As possíveis razões para Manaus ser uma das capitais mais bolsonaristas do Brasil foi uma das perguntas respondidas pelo pré-candidato a prefeito pelo PT, Marcelo Ramos, em uma entrevista concedida recentemente. O ex-deputado federal acredita que um dos motivos foi o “fato do Partido dos Trabalhadores ter sido vítima de um ataque feroz, em especial, no período da Lava-Jato”.
Ramos ressalta que por mais que depois o processo tenha sido anulado pelo Supremo Tribunal Federal, o “dano político já estava consolidado”.
Ele acredita que nem todos os 62% que votaram em Bolsonaro nas últimas eleições se enquadram nos chamados “bolsonaristas radicais, que são a favor da ditadura, da violência contra a mulher, contra negros e homossexuais”.
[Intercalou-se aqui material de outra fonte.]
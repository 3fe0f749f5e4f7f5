use std::sync::Arc;

use crate::application::commands::handlers::*;
use crate::application::event_handlers::BoardRefreshEventHandler;
use crate::application::queries::{HabitQueries, StreakQueries};
use crate::application::services::{AuthSession, HabitBoard, ListRefresher, RealtimeListSync};
use habitrack_domain::completion::CompletionRepository;
use habitrack_domain::events::habit_events::*;
use habitrack_domain::events::typed_handler;
use habitrack_domain::habit::HabitRepository;
use habitrack_domain::realtime::{Channel, RealtimeFeed};
use habitrack_domain::session::User;
use habitrack_domain::shared::DomainError;
use habitrack_infrastructure::events::InMemoryEventBus;
use habitrack_infrastructure::http::AppwriteClient;
use habitrack_infrastructure::persistence::SessionFileStore;

/// Command handlers container
pub struct CommandHandlers {
    pub create_habit: Arc<CreateHabitCommandHandler>,
    pub delete_habit: Arc<DeleteHabitCommandHandler>,
    pub complete_habit: Arc<CompleteHabitCommandHandler>,
}

pub struct Runtime {
    pub client: Arc<AppwriteClient>,
    pub event_bus: Arc<InMemoryEventBus>,
    pub session_store: SessionFileStore,
    pub realtime: Arc<dyn RealtimeFeed>,
    pub habits_channel: Channel,
    pub completions_channel: Channel,
}

pub struct Repositories {
    pub habit: Arc<dyn HabitRepository>,
    pub completion: Arc<dyn CompletionRepository>,
}

pub struct Services {
    pub auth: Arc<AuthSession>,
}

pub struct Queries {
    pub habit: Arc<HabitQueries>,
    pub streak: Arc<StreakQueries>,
}

pub struct AppState {
    pub runtime: Runtime,
    pub repositories: Repositories,
    pub services: Services,
    pub queries: Queries,
    pub command_handlers: CommandHandlers,
}

impl AppState {
    /// Load the board of `user` and keep it fresh after local commands
    pub async fn open_board(&self, user: &User) -> Result<Arc<HabitBoard>, DomainError> {
        let board = Arc::new(HabitBoard::new(
            user.id.clone(),
            self.queries.habit.clone(),
        ));
        board.load().await?;

        let handler =
            BoardRefreshEventHandler::new(user.id.clone(), board.clone() as Arc<dyn ListRefresher>);
        let bus = &self.runtime.event_bus;
        bus.subscribe::<HabitCreated>(typed_handler::<HabitCreated, _>(handler.clone()))
            .await?;
        bus.subscribe::<HabitDeleted>(typed_handler::<HabitDeleted, _>(handler.clone()))
            .await?;
        bus.subscribe::<HabitCompleted>(typed_handler::<HabitCompleted, _>(handler))
            .await?;

        Ok(board)
    }

    /// Realtime sync feeding `board`; not started yet
    pub fn realtime_sync(&self, board: Arc<HabitBoard>) -> RealtimeListSync {
        RealtimeListSync::new(
            self.runtime.realtime.clone(),
            board,
            self.runtime.habits_channel.clone(),
            self.runtime.completions_channel.clone(),
        )
    }

    /// Write the client's current session to disk, or remove the file when
    /// there is none
    pub fn persist_session(&self) -> Result<(), DomainError> {
        match self.runtime.client.fallback_cookies() {
            Some(cookies) => self.runtime.session_store.save(&cookies),
            None => self.runtime.session_store.clear(),
        }
    }
}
Outro fator citado por Ramos seria o moral, influenciado pela força das igrejas evangélicas neopentecostais, pois “antes se dizia que a economia estando bem o presidente estava bem, hoje não, o cara estava desempregado, ganhou emprego no governo do Presidente Lula mas o Lula falou contra o Israel e ele fica com raiva do presidente, porque na cabeça dele Israel seria um país cristão, que nem isso é”.
Embora tudo isso esteja em jogo, o pré-candidato classifica o movimento bolsonarista como enfraquecido, e cita como exemplo as últimas pesquisas eleitorais, em que o escolhido para representar o partido do ex-presidente aparece empatado tecnicamente com o próprio Marcelo Ramos.